For the word "seed", return each line of the data in which it occurs.

===== Exercise data

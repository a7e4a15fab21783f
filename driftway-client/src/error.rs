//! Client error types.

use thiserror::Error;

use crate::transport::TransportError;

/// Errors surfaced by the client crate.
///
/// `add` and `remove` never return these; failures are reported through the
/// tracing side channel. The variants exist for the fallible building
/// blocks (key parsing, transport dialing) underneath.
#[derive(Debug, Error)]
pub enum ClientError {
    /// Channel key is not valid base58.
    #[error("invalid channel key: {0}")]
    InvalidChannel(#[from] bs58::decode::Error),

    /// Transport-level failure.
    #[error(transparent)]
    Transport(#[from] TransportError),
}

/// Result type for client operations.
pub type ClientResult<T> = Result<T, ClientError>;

==========
===== Exercise data

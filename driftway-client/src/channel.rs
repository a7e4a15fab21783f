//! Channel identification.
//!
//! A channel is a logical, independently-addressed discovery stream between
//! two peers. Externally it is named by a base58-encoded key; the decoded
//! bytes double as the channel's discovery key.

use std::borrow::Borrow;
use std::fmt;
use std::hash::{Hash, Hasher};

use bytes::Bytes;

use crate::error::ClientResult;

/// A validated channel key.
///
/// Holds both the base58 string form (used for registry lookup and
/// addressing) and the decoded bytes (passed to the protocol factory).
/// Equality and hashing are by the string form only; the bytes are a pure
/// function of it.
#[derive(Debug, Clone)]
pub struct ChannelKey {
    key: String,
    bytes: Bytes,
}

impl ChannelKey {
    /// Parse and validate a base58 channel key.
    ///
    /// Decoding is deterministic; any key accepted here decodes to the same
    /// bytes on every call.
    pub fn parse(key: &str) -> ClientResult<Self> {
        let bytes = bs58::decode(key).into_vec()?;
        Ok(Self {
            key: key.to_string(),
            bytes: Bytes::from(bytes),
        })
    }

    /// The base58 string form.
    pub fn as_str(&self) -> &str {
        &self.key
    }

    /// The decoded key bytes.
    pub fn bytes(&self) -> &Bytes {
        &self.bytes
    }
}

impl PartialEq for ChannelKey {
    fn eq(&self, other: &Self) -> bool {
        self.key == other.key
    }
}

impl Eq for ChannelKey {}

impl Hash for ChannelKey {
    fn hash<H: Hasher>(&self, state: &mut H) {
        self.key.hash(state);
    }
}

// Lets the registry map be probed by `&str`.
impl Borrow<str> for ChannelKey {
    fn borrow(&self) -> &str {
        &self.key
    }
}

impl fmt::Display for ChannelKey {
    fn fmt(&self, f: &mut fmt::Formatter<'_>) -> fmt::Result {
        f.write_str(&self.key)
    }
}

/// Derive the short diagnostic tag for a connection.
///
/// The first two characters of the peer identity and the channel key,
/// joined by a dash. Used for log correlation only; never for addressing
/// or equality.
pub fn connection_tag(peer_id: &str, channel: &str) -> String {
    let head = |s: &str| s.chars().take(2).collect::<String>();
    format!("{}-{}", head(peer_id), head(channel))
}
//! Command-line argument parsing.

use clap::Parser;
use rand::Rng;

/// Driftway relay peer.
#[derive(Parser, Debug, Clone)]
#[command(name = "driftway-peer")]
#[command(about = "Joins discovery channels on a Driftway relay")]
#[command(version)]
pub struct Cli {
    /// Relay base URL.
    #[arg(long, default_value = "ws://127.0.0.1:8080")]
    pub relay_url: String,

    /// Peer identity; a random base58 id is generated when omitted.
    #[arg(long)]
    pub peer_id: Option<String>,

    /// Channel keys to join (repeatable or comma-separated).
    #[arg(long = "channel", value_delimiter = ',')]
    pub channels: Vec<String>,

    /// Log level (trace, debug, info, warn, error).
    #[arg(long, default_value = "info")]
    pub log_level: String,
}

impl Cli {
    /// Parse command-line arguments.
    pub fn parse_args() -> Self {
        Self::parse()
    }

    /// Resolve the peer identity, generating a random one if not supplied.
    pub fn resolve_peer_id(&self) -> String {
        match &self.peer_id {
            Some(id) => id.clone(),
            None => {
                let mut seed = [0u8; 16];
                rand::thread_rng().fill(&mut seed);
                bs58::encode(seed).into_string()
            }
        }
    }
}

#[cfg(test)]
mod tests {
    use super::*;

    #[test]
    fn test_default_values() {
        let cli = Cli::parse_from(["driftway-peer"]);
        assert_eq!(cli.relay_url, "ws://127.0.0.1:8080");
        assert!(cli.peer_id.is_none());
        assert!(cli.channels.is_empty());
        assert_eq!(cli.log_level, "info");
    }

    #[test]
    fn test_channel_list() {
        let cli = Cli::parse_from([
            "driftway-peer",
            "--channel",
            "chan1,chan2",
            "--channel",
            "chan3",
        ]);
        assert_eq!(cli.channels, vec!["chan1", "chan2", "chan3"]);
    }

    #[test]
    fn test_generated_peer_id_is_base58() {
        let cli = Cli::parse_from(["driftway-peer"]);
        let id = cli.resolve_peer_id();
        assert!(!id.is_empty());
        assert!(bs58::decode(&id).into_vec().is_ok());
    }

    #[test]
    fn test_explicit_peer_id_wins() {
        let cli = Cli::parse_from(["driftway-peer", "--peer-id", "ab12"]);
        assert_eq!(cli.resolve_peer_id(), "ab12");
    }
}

==========
===== Exercise data

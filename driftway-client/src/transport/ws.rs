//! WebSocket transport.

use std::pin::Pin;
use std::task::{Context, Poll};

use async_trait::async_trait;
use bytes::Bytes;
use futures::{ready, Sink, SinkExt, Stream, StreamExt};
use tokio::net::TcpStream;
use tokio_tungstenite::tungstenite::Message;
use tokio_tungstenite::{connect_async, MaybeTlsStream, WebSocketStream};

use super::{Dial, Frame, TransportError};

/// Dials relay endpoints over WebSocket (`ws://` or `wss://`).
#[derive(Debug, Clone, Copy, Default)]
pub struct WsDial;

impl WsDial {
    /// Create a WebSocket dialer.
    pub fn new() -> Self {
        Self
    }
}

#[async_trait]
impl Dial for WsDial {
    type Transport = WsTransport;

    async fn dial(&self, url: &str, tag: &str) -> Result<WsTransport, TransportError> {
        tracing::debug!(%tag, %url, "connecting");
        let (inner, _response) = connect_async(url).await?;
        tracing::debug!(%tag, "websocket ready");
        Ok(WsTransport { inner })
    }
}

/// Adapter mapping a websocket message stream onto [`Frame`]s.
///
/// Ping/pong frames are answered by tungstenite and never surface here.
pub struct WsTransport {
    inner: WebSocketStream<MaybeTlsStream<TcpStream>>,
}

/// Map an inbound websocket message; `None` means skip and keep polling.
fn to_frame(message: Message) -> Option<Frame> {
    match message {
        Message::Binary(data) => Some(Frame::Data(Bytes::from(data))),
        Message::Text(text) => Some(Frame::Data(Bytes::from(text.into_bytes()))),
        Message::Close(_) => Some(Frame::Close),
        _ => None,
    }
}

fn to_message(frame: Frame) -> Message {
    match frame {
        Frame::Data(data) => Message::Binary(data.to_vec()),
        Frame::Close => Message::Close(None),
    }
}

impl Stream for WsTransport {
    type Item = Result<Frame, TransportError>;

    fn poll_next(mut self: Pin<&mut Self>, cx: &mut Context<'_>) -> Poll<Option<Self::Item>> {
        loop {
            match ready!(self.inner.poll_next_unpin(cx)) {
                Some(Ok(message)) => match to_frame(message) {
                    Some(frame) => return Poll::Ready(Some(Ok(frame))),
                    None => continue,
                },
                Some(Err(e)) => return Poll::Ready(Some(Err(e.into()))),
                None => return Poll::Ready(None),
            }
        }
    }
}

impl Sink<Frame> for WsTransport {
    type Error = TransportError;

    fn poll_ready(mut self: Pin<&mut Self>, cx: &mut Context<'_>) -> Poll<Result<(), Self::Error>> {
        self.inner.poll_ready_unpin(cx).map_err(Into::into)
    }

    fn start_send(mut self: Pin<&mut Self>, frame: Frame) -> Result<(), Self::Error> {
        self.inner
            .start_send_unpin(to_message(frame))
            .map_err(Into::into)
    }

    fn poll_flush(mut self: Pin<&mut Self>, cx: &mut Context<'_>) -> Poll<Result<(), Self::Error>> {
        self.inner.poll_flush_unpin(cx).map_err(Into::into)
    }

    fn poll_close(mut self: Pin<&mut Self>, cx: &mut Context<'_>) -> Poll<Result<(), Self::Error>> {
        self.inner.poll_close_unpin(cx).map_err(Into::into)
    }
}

==========

* _Response to this task_:
                let mut seed = [0u8; 16];
                rand::thread_rng().fill(&mut seed);
                bs58::encode(seed).into_string()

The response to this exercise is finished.